In October 2016, Windsor received three years and two months of jailtime followed by three years of supervised release for his participation in the healthcare fraud scheme.
Secondly, the DoJ also accused the pain management provider of submitting claims to federal healthcare programs for medically unnecessary services. Between 2010 and 2014, Windsor reportedly conducted inappropriate balance tests, nerve conductions, electromyography services, and qualitative drug screenings.
“Providing medically unnecessary services to a vulnerable population, such as Medicare beneficiaries, places patients at risk and jeopardizes millions of taxpayer dollars,” stated Derrick Jackson, OIG Special Agent. “HHS-OIG is committed to safeguarding the federal healthcare programs and the patients receiving medical services. Today’s settlement should send a message to others who profit from schemes abusing patient safety that we will pursue justice for our beneficiaries and the programs.”
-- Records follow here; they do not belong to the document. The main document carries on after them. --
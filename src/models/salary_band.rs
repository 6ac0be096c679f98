//! Salary band model and its joined listing view.
//!
//! Monetary amounts are stored as two-decimal text so that no float
//! rounding touches them; the row mapping here parses them back into
//! [`Decimal`].

use std::str::FromStr;

use chrono::NaiveDate;
use rust_decimal::Decimal;
use serde::{Deserialize, Serialize};
use sqlx::sqlite::SqliteRow;
use sqlx::{FromRow, Row};

use super::ConfidenceLevel;

/// Location used when a salary band is created without one.
pub const DEFAULT_LOCATION: &str = "Malta";

/// Currency used when a salary band is created without one.
pub const DEFAULT_CURRENCY: &str = "EUR";

/// A salary observation for one job title at one experience band.
#[derive(Debug, Clone, PartialEq, Eq, Serialize, Deserialize)]
pub struct SalaryBand {
    /// Surrogate identifier.
    pub id: i64,
    /// The job title this band belongs to.
    pub job_title_id: i64,
    /// The experience band this band belongs to.
    pub experience_band_code: String,
    /// Where the salary applies.
    pub location: String,
    /// Industry, if recorded.
    pub industry: Option<String>,
    /// Company size bucket, e.g. "11-50".
    pub company_size_band: Option<String>,
    /// ISO currency code.
    pub currency: String,
    /// Lower bound of the band.
    pub salary_min: Option<Decimal>,
    /// Upper bound of the band.
    pub salary_max: Option<Decimal>,
    /// Average salary.
    pub salary_avg: Option<Decimal>,
    /// Number of data points behind the observation.
    pub sample_size: Option<i64>,
    /// Where the observation came from, e.g. "Employer-reported".
    pub source_type: Option<String>,
    /// Low / Medium / High, see [`ConfidenceLevel`].
    pub confidence_level: Option<String>,
    /// Date the record was created.
    pub last_updated: NaiveDate,
    /// Free-text notes.
    pub notes: Option<String>,
}

impl SalaryBand {
    /// Interprets the stored confidence label, if it is a known level.
    pub fn confidence(&self) -> Option<ConfidenceLevel> {
        self.confidence_level.as_deref()?.parse().ok()
    }
}

impl<'r> FromRow<'r, SqliteRow> for SalaryBand {
    fn from_row(row: &'r SqliteRow) -> Result<Self, sqlx::Error> {
        Ok(Self {
            id: row.try_get("id")?,
            job_title_id: row.try_get("job_title_id")?,
            experience_band_code: row.try_get("experience_band_code")?,
            location: row.try_get("location")?,
            industry: row.try_get("industry")?,
            company_size_band: row.try_get("company_size_band")?,
            currency: row.try_get("currency")?,
            salary_min: money_column(row, "salary_min")?,
            salary_max: money_column(row, "salary_max")?,
            salary_avg: money_column(row, "salary_avg")?,
            sample_size: row.try_get("sample_size")?,
            source_type: row.try_get("source_type")?,
            confidence_level: row.try_get("confidence_level")?,
            last_updated: row.try_get("last_updated")?,
            notes: row.try_get("notes")?,
        })
    }
}

fn money_column(row: &SqliteRow, column: &str) -> Result<Option<Decimal>, sqlx::Error> {
    let text: Option<String> = row.try_get(column)?;
    text.map(|value| Decimal::from_str(&value))
        .transpose()
        .map_err(|e| sqlx::Error::ColumnDecode {
            index: column.to_string(),
            source: Box::new(e),
        })
}

/// A salary band joined with the names of the records it references.
///
/// Returned by salary band listings in place of object back-references.
#[derive(Debug, Clone, PartialEq, Eq, Serialize, Deserialize)]
pub struct SalaryBandListing {
    /// The salary band itself.
    #[serde(flatten)]
    pub band: SalaryBand,
    /// `canonical_title` of the referenced job title.
    pub job_title: String,
    /// `label` of the referenced experience band.
    pub experience_band_label: String,
}

impl<'r> FromRow<'r, SqliteRow> for SalaryBandListing {
    fn from_row(row: &'r SqliteRow) -> Result<Self, sqlx::Error> {
        Ok(Self {
            band: SalaryBand::from_row(row)?,
            job_title: row.try_get("job_title")?,
            experience_band_label: row.try_get("experience_band_label")?,
        })
    }
}

/// A validated salary band ready to be inserted.
///
/// Built from caller input by
/// [`SalaryBandForm::validate`](crate::forms::SalaryBandForm::validate).
#[derive(Debug, Clone, PartialEq, Eq)]
pub struct NewSalaryBand {
    /// The job title this band belongs to.
    pub job_title_id: i64,
    /// The experience band this band belongs to.
    pub experience_band_code: String,
    /// Where the salary applies.
    pub location: String,
    /// Industry, if recorded.
    pub industry: Option<String>,
    /// Company size bucket.
    pub company_size_band: Option<String>,
    /// ISO currency code.
    pub currency: String,
    /// Lower bound of the band.
    pub salary_min: Option<Decimal>,
    /// Upper bound of the band.
    pub salary_max: Option<Decimal>,
    /// Average salary.
    pub salary_avg: Option<Decimal>,
    /// Number of data points.
    pub sample_size: Option<i64>,
    /// Where the observation came from.
    pub source_type: Option<String>,
    /// Confidence label.
    pub confidence_level: Option<String>,
    /// Creation date.
    pub last_updated: NaiveDate,
    /// Free-text notes.
    pub notes: Option<String>,
}

impl NewSalaryBand {
    /// Creates a band with defaults for every optional field.
    pub fn new(
        job_title_id: i64,
        experience_band_code: impl Into<String>,
        last_updated: NaiveDate,
    ) -> Self {
        Self {
            job_title_id,
            experience_band_code: experience_band_code.into(),
            location: DEFAULT_LOCATION.to_string(),
            industry: None,
            company_size_band: None,
            currency: DEFAULT_CURRENCY.to_string(),
            salary_min: None,
            salary_max: None,
            salary_avg: None,
            sample_size: None,
            source_type: None,
            confidence_level: None,
            last_updated,
            notes: None,
        }
    }
}

#[cfg(test)]
mod tests {
    use super::*;

    fn sample_band() -> SalaryBand {
        SalaryBand {
            id: 1,
            job_title_id: 3,
            experience_band_code: "SNR".to_string(),
            location: DEFAULT_LOCATION.to_string(),
            industry: None,
            company_size_band: Some("11-50".to_string()),
            currency: DEFAULT_CURRENCY.to_string(),
            salary_min: Some(Decimal::new(4_000_000, 2)),
            salary_max: Some(Decimal::new(6_000_000, 2)),
            salary_avg: None,
            sample_size: Some(12),
            source_type: None,
            confidence_level: Some("medium".to_string()),
            last_updated: NaiveDate::from_ymd_opt(2026, 1, 15).unwrap(),
            notes: None,
        }
    }

    #[test]
    fn test_new_salary_band_defaults() {
        let date = NaiveDate::from_ymd_opt(2026, 1, 15).unwrap();
        let band = NewSalaryBand::new(3, "SNR", date);
        assert_eq!(band.location, "Malta");
        assert_eq!(band.currency, "EUR");
        assert_eq!(band.salary_min, None);
        assert_eq!(band.last_updated, date);
    }

    #[test]
    fn test_confidence_parses_stored_label() {
        assert_eq!(sample_band().confidence(), Some(ConfidenceLevel::Medium));
    }

    #[test]
    fn test_serialize_money_as_two_decimal_strings() {
        let json = serde_json::to_value(sample_band()).unwrap();
        assert_eq!(json["salary_min"], "40000.00");
        assert_eq!(json["salary_max"], "60000.00");
        assert_eq!(json["salary_avg"], serde_json::Value::Null);
        assert_eq!(json["last_updated"], "2026-01-15");
    }

    #[test]
    fn test_listing_flattens_band_fields() {
        let listing = SalaryBandListing {
            band: sample_band(),
            job_title: "Backend Engineer".to_string(),
            experience_band_label: "Senior".to_string(),
        };
        let json = serde_json::to_value(listing).unwrap();
        assert_eq!(json["id"], 1);
        assert_eq!(json["experience_band_code"], "SNR");
        assert_eq!(json["job_title"], "Backend Engineer");
        assert_eq!(json["experience_band_label"], "Senior");
    }
}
Florida-based urologist charged with ordering unnecessary tests for financial gain
A Fort Myers-area urologist agreed to pay more than $3.8 million to the government after alleged False Claims Act violations stemming from unnecessary medical testing, the DoJ reported.
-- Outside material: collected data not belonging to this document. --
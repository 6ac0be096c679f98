//! HTTP request handlers for the salary benchmark API.
//!
//! This module contains the router and the handler functions for all API
//! endpoints. Everything except `/login` and `/logout` requires a session.

use axum::{
    extract::{rejection::JsonRejection, Query, State},
    http::{header, HeaderMap, StatusCode},
    middleware,
    response::{IntoResponse, Response},
    routing::{get, post},
    Extension, Json, Router,
};
use chrono::Local;
use tracing::{info, warn};
use uuid::Uuid;

use crate::auth::Session;
use crate::error::BenchmarkError;

use super::request::{JobTitleQuery, LoginRequest, SalaryBandQuery, SalaryBandRequest};
use super::response::{ApiErrorResponse, IndexResponse, LoginResponse, SalaryBandOptions};
use super::session::{cleared_cookie, require_session, session_cookie, session_token};
use super::state::AppState;

/// Creates the API router with all endpoints.
pub fn create_router(state: AppState) -> Router {
    let protected = Router::new()
        .route("/", get(index_handler))
        .route("/job-titles", get(list_job_titles_handler))
        .route("/experience-bands", get(list_experience_bands_handler))
        .route(
            "/salary-bands",
            get(list_salary_bands_handler).post(create_salary_band_handler),
        )
        .route("/salary-bands/options", get(salary_band_options_handler))
        .route_layer(middleware::from_fn_with_state(state.clone(), require_session));

    Router::new()
        .route("/login", post(login_handler))
        .route("/logout", post(logout_handler))
        .merge(protected)
        .with_state(state)
}

/// Handler for POST /login.
///
/// Opens a session and sets the session cookie when the credentials match.
async fn login_handler(
    State(state): State<AppState>,
    payload: Result<Json<LoginRequest>, JsonRejection>,
) -> Result<Response, ApiErrorResponse> {
    let Json(request) = payload?;

    let Some(session) = state.auth().login(&request.username, &request.password) else {
        return Err(ApiErrorResponse::invalid_credentials());
    };

    Ok((
        StatusCode::OK,
        [(header::SET_COOKIE, session_cookie(session.token))],
        Json(LoginResponse {
            username: session.username,
        }),
    )
        .into_response())
}

/// Handler for POST /logout.
///
/// Closes the session named by the cookie, if any, and clears the cookie.
async fn logout_handler(State(state): State<AppState>, headers: HeaderMap) -> Response {
    if let Some(token) = session_token(&headers) {
        state.auth().logout(token);
    }
    (
        StatusCode::NO_CONTENT,
        [(header::SET_COOKIE, cleared_cookie())],
    )
        .into_response()
}

/// Handler for GET /.
///
/// Returns the logged-in user and the size of each table.
async fn index_handler(
    State(state): State<AppState>,
    Extension(session): Extension<Session>,
) -> Result<Json<IndexResponse>, ApiErrorResponse> {
    let store = state.store();
    Ok(Json(IndexResponse {
        username: session.username,
        job_titles: store.count_job_titles().await?,
        experience_bands: store.count_experience_bands().await?,
        salary_bands: store.count_salary_bands().await?,
    }))
}

/// Handler for GET /job-titles.
async fn list_job_titles_handler(
    State(state): State<AppState>,
    Query(query): Query<JobTitleQuery>,
) -> Result<Response, ApiErrorResponse> {
    let titles = state.store().list_job_titles(query.q.as_deref()).await?;
    Ok(Json(titles).into_response())
}

/// Handler for GET /experience-bands.
async fn list_experience_bands_handler(
    State(state): State<AppState>,
) -> Result<Response, ApiErrorResponse> {
    let bands = state.store().list_experience_bands().await?;
    Ok(Json(bands).into_response())
}

/// Handler for GET /salary-bands.
async fn list_salary_bands_handler(
    State(state): State<AppState>,
    Query(query): Query<SalaryBandQuery>,
) -> Result<Response, ApiErrorResponse> {
    let filter = query.into_filter()?;
    let bands = state.store().list_salary_bands(&filter).await?;
    Ok(Json(bands).into_response())
}

/// Handler for GET /salary-bands/options.
async fn salary_band_options_handler(
    State(state): State<AppState>,
) -> Result<Json<SalaryBandOptions>, ApiErrorResponse> {
    let store = state.store();
    Ok(Json(SalaryBandOptions {
        job_titles: store.list_job_title_options().await?,
        experience_bands: store.list_experience_bands().await?,
    }))
}

/// Handler for POST /salary-bands.
///
/// Accepts the new band form as a JSON object and returns the created row.
async fn create_salary_band_handler(
    State(state): State<AppState>,
    Extension(session): Extension<Session>,
    payload: Result<Json<SalaryBandRequest>, JsonRejection>,
) -> Result<Response, ApiErrorResponse> {
    let correlation_id = Uuid::new_v4();
    info!(
        correlation_id = %correlation_id,
        username = %session.username,
        "Processing salary band submission"
    );

    let Json(request) = payload.map_err(|rejection| {
        warn!(correlation_id = %correlation_id, error = %rejection, "Rejected request body");
        ApiErrorResponse::from(rejection)
    })?;

    let form = request.into_form();
    let today = Local::now().date_naive();
    let id = state
        .store()
        .create_salary_band(&form, today)
        .await
        .map_err(|err| {
            warn!(correlation_id = %correlation_id, error = %err, "Salary band not created");
            ApiErrorResponse::from(err)
        })?;

    let listing = state
        .store()
        .get_salary_band_listing(id)
        .await?
        .ok_or_else(|| BenchmarkError::NotFound {
            entity: "salary band",
            key: id.to_string(),
        })?;

    info!(correlation_id = %correlation_id, id, "Salary band added");
    Ok((StatusCode::CREATED, Json(listing)).into_response())
}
When Meir Daller, MD, was employed by Gulfstream Urology, a 21st Century Oncology LLC division, he reportedly billed Medicare and Tricare programs for unnecessary fluorescence in situ hybridization (FISH) tests. The laboratory test assesses a patient’s urine for genetic abnormalities that can lead to bladder cancer.
FISH tests are generally only considered necessary by Medicare if the patient already had bladder cancer or a provider believes a patient with blood in his urine might have bladder cancer.
Daller started to refer all FISH testing for his patients to a 21st Century laboratory and the company paid financial bonuses to the urologist based on the number of FISH test referrals. He ordered over 13,000 different FISH tests for his Medicare patients, causing him to become the top referring FISH test provider in the country.
He also received about $2 million in financial bonuses from 21st Century for his referrals to their laboratories.
In addition to paying millions to the government, Daller also agreed to a three-year integrity agreement from the OIG. The agreement mandates that the urologist undergo claim and EHR reviews by an independent review organization to ensure services are medically necessary and patient records are accurate.
21st Century will also pay $19.75 million to the government for similar healthcare fraud schemes.
Iowa nursing facility leaders agree to $100k settlement for substandard care
Leaders at Abbey of Le Mars, Inc. agreed to pay $100,000 to settle reported False Claims Act violations after investigators uncovered “grossly substandard” care at the nursing facility in Iowa.
The DoJ reported that nursing facility providers failed to perform quality care for 16 residents between January 2009 and February 2015. The nursing facility allegedly provided the following substandard care:
• Failure to manage skin conditions and fractures, resulting in low-quality care and added healthcare costs
• Excessive use of physical restraints and inappropriate medications
• Anti-psychotic drug use to reduce a resident needs
• Lacking nourishment, bathing, and toileting care, causing infections, impactions, and avoidable emergency room visits
Stemming from the low-quality care provided, the DoJ charged five of Abbey of Le Mars leaders, including its president and former director of nursing, for submitting Medicaid claims for services that were “worthless and effectively without value.”
The DoJ added that the Medicaid fraud case in Iowa was part of the larger Elder Abuse Initiative, launched in March 2016. Ten districts established regional Elder Justice Task Forces to further protect seniors and ensure that federal healthcare payments are not misspent.